Na prática, isto significou que os países puderam utilizar as verbas para modernizar hospitais, financiar programas de formação, tornar digitais serviços do Estado, utilizando financiamento contabilizado em alguns casos como despesa corrente — isto é, despesa com manutenção, funcionamento e gestão regular do Estado que não contribui diretamente para a formação ou aquisição de um bem de capital.
Finlândia e a Polónia destacam-se como os países com o maior peso da despesa corrente no uso das subvenções entre 2020 e 2025. Por seu lado, Portugal e Espanha apresentam uma percentagem semelhante, a rondar os 25%.
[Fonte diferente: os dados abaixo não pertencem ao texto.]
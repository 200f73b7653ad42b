pub mod aggregate;
pub mod cleanup;
pub mod combine;
pub mod data_utils;
pub mod engine;
pub mod error;
pub mod frame;
pub mod project;
pub mod unpivot;

pub use aggregate::aggregate;
pub use cleanup::{dedupe, drop_empty_rows, drop_sparse_columns, strip_thousands, trim_strings};
pub use combine::{SOURCE_FILE_COLUMN, SOURCE_SHEET_COLUMN, combine_sheets, combine_tagged};
pub use engine::{ReshapeInput, apply_reshape, schema_drift};
pub use error::{Result, TransformError};
pub use frame::{TransformMeta, TransformMetrics, TransformedTable};
pub use project::{ProjectedSheet, project_sheet};
pub use unpivot::unpivot;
Num balanço geral, a Finlândia e a Polónia destacam-se como os países com o maior peso da despesa corrente no uso das subvenções entre 2020 e 2025. Por seu lado, Portugal e Espanha apresentam uma percentagem semelhante, a rondar os 25%.
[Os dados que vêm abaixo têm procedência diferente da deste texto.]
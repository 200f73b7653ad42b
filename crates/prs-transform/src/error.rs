use polars::prelude::PolarsError;
use thiserror::Error;

/// Errors from reshape and cleanup operations.
#[derive(Debug, Error)]
pub enum TransformError {
    /// Combined sources did not share an identical canonical column set.
    /// Fatal for the combine operation; nothing is padded silently.
    #[error("schema mismatch between combined sources: {left:?} vs {right:?}")]
    SchemaMismatch {
        left: Vec<String>,
        right: Vec<String>,
    },
    #[error("column not found: {0}")]
    ColumnNotFound(String),
    #[error(transparent)]
    Polars(#[from] PolarsError),
}

pub type Result<T> = std::result::Result<T, TransformError>;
No caso português, a utilização neste período das subvenções do MRR destinou-se, sobretudo, a financiar o investimento, com valores acima da média europeia, ainda que a aplicação para transferências também representem uma parte significativa. Já países com maior tradição industrial como a Alemanha e Itália utilizaram as verbas sobretudo para transferências de capital, o que abrange apoios indiretos a empresas, entidades públicas ou beneficiários.
A escassos meses do fim do PRR, os dados sugerem que em economias com infraestruturas mais fortes, como a Alemanha, a Finlândia, a Suécia ou a Bélgica, as verbas foram menos usadas para investimento e mais para financiar programas, serviços, reformas operacionais e despesas de funcionamento.
O cenário ganha outra relevância com a notícia de que o Tribunal de Contas espanhol censurou o Governo de Pedro Sánchez por ter autorizado, em novembro de 2024, financiamento do Mecanismo de Recuperação e Resiliência (MRR) para cobrir pensões de funcionários públicos e complementos das pensões mínimas, que o orçamento não conseguia suportar.
De acordo com informação avançada pelo diário El Mundo, o Governo de Sánchez redirecionou no ano passado pelo menos 8.500 milhões de euros inicialmente reservados para projetos do MRR – como “transição industrial” e “carregadores elétricos” – para financiar pensões, o Ingreso Mínimo Vital (o rendimento mínimo de inserção espanhol) e outras dotações sociais, cancelando projetos de investimento com o argumento de que “não seriam executados” naquele exercício.
Contudo, o financiamento das pensões, por si só, é uma despesa estrutural permanente e pode entrar em conflito com o princípio europeu da adicionalidade, a menos que esteja enquadrado numa reforma prevista. Espanha é o primeiro caso em que surgem acusações explícitas de utilização de fundos europeus para pagar este género de despesa.
Este é um caso diferente da despesa classificada como corrente. Porém, instituições europeias como o Tribunal de Contas Europeu alertaram recentemente que o modelo do MRR, baseado em “financiamento não associado aos custos”, dificulta perceber o custo real das medidas e pode limitar a avaliação da eficiência da despesa pública, sublinhando que há falhas na rastreabilidade dos fundos e ausência de informação suficiente sobre beneficiários finais. No mesmo relatório, destacou que após o dinheiro entrar nos orçamentais nacionais, torna-se difícil seguir o destino final dos fundos, sobretudo porque os Estados podem distribuir internamente os recursos com muita flexibilidade.